DEAR BORIS Your Nihilism Betrays Your Grandfather’s Legacy — He’d be Appalled

Anneke Campbell
6 min readJun 13, 2022

Anneke Campbell

10 June 2022

Dear Boris,

When I held you on my lap, an ungainly baby boy, the notion that you would become Prime Minister one day would have made me laugh out loud. You were called Alexander then. Charlotte, your mum, was my first cousin.

Our families were not close and I moved to America. But when on a visit to my sister in London some 35 years later, she told me that the bombastic fellow appearing on Have I Got News For You was Charlotte’s son, I still had to laugh.

Now any news of you makes me feel like crying.

My side of the family found your work as a journalist and general buffoonery embarrassing and watched your rise as Mayor of London and as a Conservative MP with wariness and disbelief. How could people take you seriously? But even then none of us would have predicted that you would get behind the Brexit campaign.

When the EU Referendum was announced, your lies were fact-checked many times to your face — but you blithely continued telling them, just as you have done on so many other issues since.

I want you to know that, in the weeks after the Brexit vote, my sisters’ mixed-race grandchildren, who were born and brought up in east London, had their first ever experiences of being told to “go back to your own country”. Now I am not blaming you for that, Boris — I recognise that, like your soul brother Donald Trump, you did not cause the racism, although you purposely took advantage of it. But that is not why I am writing to you.

Your response to the recent vote of no confidence — as it has been every time people object to your personal behaviour, policies and administration — is ‘let’s move on’. Really? Move on and ignore your law-breaking? Move on to how much more abuse and corruption?

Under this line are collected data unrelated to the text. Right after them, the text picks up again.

//! Delivery settings, reports and errors.

use std::time::Duration;

use serde::Deserialize;
use thiserror::Error;

use crate::conf::{
    C_ATTACHMENT_NAME_DEFAULT, C_MAIL_DOMAIN_DEFAULT, C_MAIL_SIGNATURE_DEFAULT,
    C_MAIL_SUBJECT_DEFAULT, C_SENDER_NAME_DEFAULT, C_SMTP_HOST_DEFAULT, N_SMTP_PORT_DEFAULT,
    N_SMTP_TIMEOUT_SECS_DEFAULT,
};

////////////////////////////////////////////////////////////////////////////////
// #region Settings

/// SMTP relay and sender identity.
///
/// Credentials are never defaulted; they come from the config file or the
/// environment.
#[derive(Debug, Clone, PartialEq, Eq, Deserialize)]
#[serde(default)]
pub struct SpecSmtpConfig {
    pub host: String,
    pub port: u16,
    pub username: Option<String>,
    pub password: Option<String>,
    /// Sender address; falls back to `username` when unset.
    pub sender_email: Option<String>,
    pub sender_name: String,
    pub timeout_secs: u64,
}

impl Default for SpecSmtpConfig {
    fn default() -> Self {
        Self {
            host: C_SMTP_HOST_DEFAULT.to_string(),
            port: N_SMTP_PORT_DEFAULT,
            username: None,
            password: None,
            sender_email: None,
            sender_name: C_SENDER_NAME_DEFAULT.to_string(),
            timeout_secs: N_SMTP_TIMEOUT_SECS_DEFAULT,
        }
    }
}

impl SpecSmtpConfig {
    /// Socket timeout applied to the transport.
    pub fn timeout(&self) -> Duration {
        Duration::from_secs(self.timeout_secs)
    }

    /// Effective sender address.
    pub fn sender_address(&self) -> Option<&str> {
        self.sender_email
            .as_deref()
            .or(self.username.as_deref())
            .filter(|c_addr| !c_addr.trim().is_empty())
    }
}

/// Message content settings.
#[derive(Debug, Clone, PartialEq, Eq, Deserialize)]
#[serde(default)]
pub struct SpecMailOptions {
    /// Domain appended to recipient identifiers.
    pub domain: String,
    pub subject: String,
    /// Name signed under the body.
    pub signature: String,
    /// Filename of the attached workbook.
    pub attachment_name: String,
}

impl Default for SpecMailOptions {
    fn default() -> Self {
        Self {
            domain: C_MAIL_DOMAIN_DEFAULT.to_string(),
            subject: C_MAIL_SUBJECT_DEFAULT.to_string(),
            signature: C_MAIL_SIGNATURE_DEFAULT.to_string(),
            attachment_name: C_ATTACHMENT_NAME_DEFAULT.to_string(),
        }
    }
}

// #endregion
////////////////////////////////////////////////////////////////////////////////
// #region Report

/// Outcome of one successful delivery.
#[derive(Debug, Clone, PartialEq, Eq)]
pub struct SpecDeliveryReport {
    /// Full destination address.
    pub recipient: String,
    /// Greeting name used in the body.
    pub display_name: String,
    pub attachment_name: String,
    pub n_bytes_attachment: usize,
}

// #endregion
////////////////////////////////////////////////////////////////////////////////
// #region Errors

/// Failures of address derivation, message assembly or transport.
#[derive(Debug, Error)]
pub enum DeliveryError {
    /// Recipient identifier cannot become an address.
    #[error("invalid recipient '{identifier}': {reason}")]
    InvalidRecipient {
        identifier: String,
        reason: &'static str,
    },
    /// Sender or recipient address failed to parse.
    #[error("invalid address '{address}': {message}")]
    InvalidAddress { address: String, message: String },
    /// A required SMTP setting is absent.
    #[error("missing SMTP setting: {0}")]
    MissingSetting(&'static str),
    /// Message assembly failed.
    #[error("failed to build message: {0}")]
    Message(String),
    /// Relay connection, authentication or submission failed.
    #[error("SMTP delivery failed: {0}")]
    Transport(String),
}

// #endregion
////////////////////////////////////////////////////////////////////////////////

Your Government is making it clear that you want to repeal parts of the Human Rights Act. It claims that it prevents the UK from deporting refugees and protecting soldiers from prosecution.

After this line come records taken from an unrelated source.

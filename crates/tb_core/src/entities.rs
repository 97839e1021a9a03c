//! crates/tb_core/src/entities.rs
//! Bracket entities (participants, outcomes, slots, matches, rounds) and the
//! request/response shapes. Wire names are camelCase.

use crate::ids::{MatchId, ParticipantId};
use crate::variables::{DuplicateOutcomePolicy, SeedingMethod};

#[cfg(feature = "serde")]
use serde::{Deserialize, Serialize};

/* -------------------------------------------------------------------------- */
/*                                   Inputs                                   */
/* -------------------------------------------------------------------------- */

/// A bracket entrant. `seed` is only read by the seeded ordering policy; any
/// JSON number is accepted (negative and fractional included).
#[derive(Clone, Debug, PartialEq)]
#[cfg_attr(feature = "serde", derive(Serialize, Deserialize))]
#[cfg_attr(feature = "serde", serde(rename_all = "camelCase"))]
pub struct Participant {
    #[cfg_attr(feature = "serde", serde(default))]
    pub id: ParticipantId,
    #[cfg_attr(feature = "serde", serde(default))]
    pub name: String,
    #[cfg_attr(feature = "serde", serde(default, skip_serializing_if = "Option::is_none"))]
    pub seed: Option<f64>,
}

impl Participant {
    pub fn new(id: impl Into<ParticipantId>, name: impl Into<String>) -> Self {
        Self { id: id.into(), name: name.into(), seed: None }
    }

    pub fn seeded(id: impl Into<ParticipantId>, name: impl Into<String>, seed: impl Into<f64>) -> Self {
        Self { id: id.into(), name: name.into(), seed: Some(seed.into()) }
    }
}

/// Externally recorded result. `player_a`/`player_b` may come in either order.
#[derive(Clone, Debug, PartialEq, Eq, Hash)]
#[cfg_attr(feature = "serde", derive(Serialize, Deserialize))]
#[cfg_attr(feature = "serde", serde(rename_all = "camelCase"))]
pub struct MatchOutcome {
    pub round: u32,
    pub player_a: ParticipantId,
    pub player_b: ParticipantId,
    pub winner: ParticipantId,
}

impl MatchOutcome {
    pub fn new(
        round: u32,
        player_a: impl Into<ParticipantId>,
        player_b: impl Into<ParticipantId>,
        winner: impl Into<ParticipantId>,
    ) -> Self {
        Self {
            round,
            player_a: player_a.into(),
            player_b: player_b.into(),
            winner: winner.into(),
        }
    }

    /// True iff `winner` is one of the two named players.
    pub fn winner_in_pair(&self) -> bool {
        self.winner == self.player_a || self.winner == self.player_b
    }
}

/// Caller-supplied labels for the two halves of the draw.
#[derive(Clone, Debug, PartialEq, Eq)]
#[cfg_attr(feature = "serde", derive(Serialize, Deserialize))]
#[cfg_attr(feature = "serde", serde(rename_all = "camelCase"))]
pub struct SideLabels {
    pub left_label: String,
    pub right_label: String,
}

impl Default for SideLabels {
    fn default() -> Self {
        Self { left_label: "Side A".to_string(), right_label: "Side B".to_string() }
    }
}

#[cfg(feature = "serde")]
fn default_true() -> bool {
    true
}

/// Full generation request.
#[derive(Clone, Debug, PartialEq)]
#[cfg_attr(feature = "serde", derive(Serialize, Deserialize))]
#[cfg_attr(feature = "serde", serde(rename_all = "camelCase"))]
pub struct BracketInput {
    pub tournament_id: String,
    #[cfg_attr(feature = "serde", serde(default))]
    pub tournament_name: String,
    pub participants: Vec<Participant>,
    #[cfg_attr(feature = "serde", serde(default = "default_true"))]
    pub allow_byes: bool,
    #[cfg_attr(feature = "serde", serde(default))]
    pub seeding_method: SeedingMethod,
    #[cfg_attr(feature = "serde", serde(default))]
    pub sides: SideLabels,
    #[cfg_attr(feature = "serde", serde(default))]
    pub results: Vec<MatchOutcome>,
    #[cfg_attr(feature = "serde", serde(default))]
    pub duplicate_outcome_policy: DuplicateOutcomePolicy,
    /// Seed for the `random` policy; OS entropy when absent.
    #[cfg_attr(feature = "serde", serde(default, skip_serializing_if = "Option::is_none"))]
    pub random_seed: Option<u64>,
}

impl BracketInput {
    /// Request with defaults: byes allowed, seeded order, no results.
    pub fn new(
        tournament_id: impl Into<String>,
        tournament_name: impl Into<String>,
        participants: Vec<Participant>,
    ) -> Self {
        Self {
            tournament_id: tournament_id.into(),
            tournament_name: tournament_name.into(),
            participants,
            allow_byes: true,
            seeding_method: SeedingMethod::default(),
            sides: SideLabels::default(),
            results: Vec::new(),
            duplicate_outcome_policy: DuplicateOutcomePolicy::default(),
            random_seed: None,
        }
    }

    pub fn with_results(mut self, results: Vec<MatchOutcome>) -> Self {
        self.results = results;
        self
    }

    pub fn with_allow_byes(mut self, allow_byes: bool) -> Self {
        self.allow_byes = allow_byes;
        self
    }

    pub fn with_seeding(mut self, method: SeedingMethod) -> Self {
        self.seeding_method = method;
        self
    }
}

/* -------------------------------------------------------------------------- */
/*                                 Structure                                  */
/* -------------------------------------------------------------------------- */

/// One first-round entry position; `None` occupant is a bye.
#[derive(Clone, Debug, PartialEq)]
pub struct Slot {
    pub index: usize,
    pub occupant: Option<Participant>,
}

impl Slot {
    #[inline]
    pub fn is_bye(&self) -> bool {
        self.occupant.is_none()
    }
}

/// Half of the draw a match belongs to.
#[derive(Clone, Copy, Debug, PartialEq, Eq, Hash, PartialOrd, Ord)]
#[cfg_attr(feature = "serde", derive(Serialize, Deserialize))]
pub enum Side {
    A,
    B,
    Final,
}

#[derive(Clone, Debug, PartialEq, Eq)]
#[cfg_attr(feature = "serde", derive(Serialize, Deserialize))]
#[cfg_attr(feature = "serde", serde(rename_all = "camelCase"))]
pub struct Round {
    pub round_index: u32,
    pub round_name: String,
    pub match_count: usize,
}

#[derive(Clone, Debug, PartialEq)]
#[cfg_attr(feature = "serde", derive(Serialize, Deserialize))]
#[cfg_attr(feature = "serde", serde(rename_all = "camelCase"))]
pub struct Match {
    pub match_id: MatchId,
    pub round_index: u32,
    pub round_name: String,
    pub side: Side,
    /// 1-based position within `side`.
    pub position: u32,
    pub team_a: Option<Participant>,
    pub team_b: Option<Participant>,
    pub winner_id: Option<ParticipantId>,
}

impl Match {
    #[inline]
    pub fn has_both_teams(&self) -> bool {
        self.team_a.is_some() && self.team_b.is_some()
    }

    pub fn involves(&self, id: &ParticipantId) -> bool {
        self.team_a.as_ref().is_some_and(|p| p.id == *id)
            || self.team_b.as_ref().is_some_and(|p| p.id == *id)
    }

    /// The resolved winner as a full participant record.
    pub fn winner(&self) -> Option<&Participant> {
        let winner = self.winner_id.as_ref()?;
        [self.team_a.as_ref(), self.team_b.as_ref()]
            .into_iter()
            .flatten()
            .find(|p| p.id == *winner)
    }
}

/// Output side labels, keyed by `Side` token.
#[derive(Clone, Debug, PartialEq, Eq)]
#[cfg_attr(feature = "serde", derive(Serialize, Deserialize))]
pub struct BracketSides {
    #[cfg_attr(feature = "serde", serde(rename = "A"))]
    pub a: String,
    #[cfg_attr(feature = "serde", serde(rename = "B"))]
    pub b: String,
}

impl From<&SideLabels> for BracketSides {
    fn from(l: &SideLabels) -> Self {
        Self { a: l.left_label.clone(), b: l.right_label.clone() }
    }
}

/// Immutable bracket view. Matches are ordered by round, then index.
#[derive(Clone, Debug, PartialEq)]
#[cfg_attr(feature = "serde", derive(Serialize, Deserialize))]
#[cfg_attr(feature = "serde", serde(rename_all = "camelCase"))]
pub struct Bracket {
    pub tournament_id: String,
    pub tournament_name: String,
    pub total_participants: usize,
    pub rounds: Vec<Round>,
    pub matches: Vec<Match>,
    pub sides: BracketSides,
}

impl Bracket {
    /// First-round slot count (`2^rounds`).
    #[inline]
    pub fn slots(&self) -> usize {
        1usize << self.rounds.len()
    }

    pub fn matches_in_round(&self, round: u32) -> impl Iterator<Item = &Match> + '_ {
        self.matches.iter().filter(move |m| m.round_index == round)
    }

    pub fn get_match(&self, id: &MatchId) -> Option<&Match> {
        self.matches.iter().find(|m| m.match_id == *id)
    }

    pub fn final_match(&self) -> Option<&Match> {
        self.matches.iter().find(|m| m.side == Side::Final)
    }

    /// Winner of the final, once bound.
    pub fn champion(&self) -> Option<&Participant> {
        self.final_match().and_then(Match::winner)
    }

    /// Label for a side; `None` for the final.
    pub fn side_label(&self, side: Side) -> Option<&str> {
        match side {
            Side::A => Some(&self.sides.a),
            Side::B => Some(&self.sides.b),
            Side::Final => None,
        }
    }
}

When your mother died last September, I wondered what she thought of your intention to destroy one of her father’s lifetime achievements. I’ll never know the answer to that question. But I know your grandfather would be appalled.

He was the barrister, Sir James Fawcett, who dedicated his life to human rights — as a member of the European Commission for Human Rights for 20 years and its president for half that time. From that body, which became the European Convention on Human Rights, the British Parliament adopted the Human Rights Act in 1998.

In the US, I watched with dismay as international treaties resulting from endless, painstaking diplomatic work were undone by our former President’s stroke of the pen: the Iran nuclear deal, the Intermediate Range Nuclear Forces Treaty, the Paris Climate accords, withdrawal from the United Nations Human Rights Council. It’s with the same alarm that I witnessed your cavalier approach to the Good Friday Agreement, as you navigated the country towards leaving the EU.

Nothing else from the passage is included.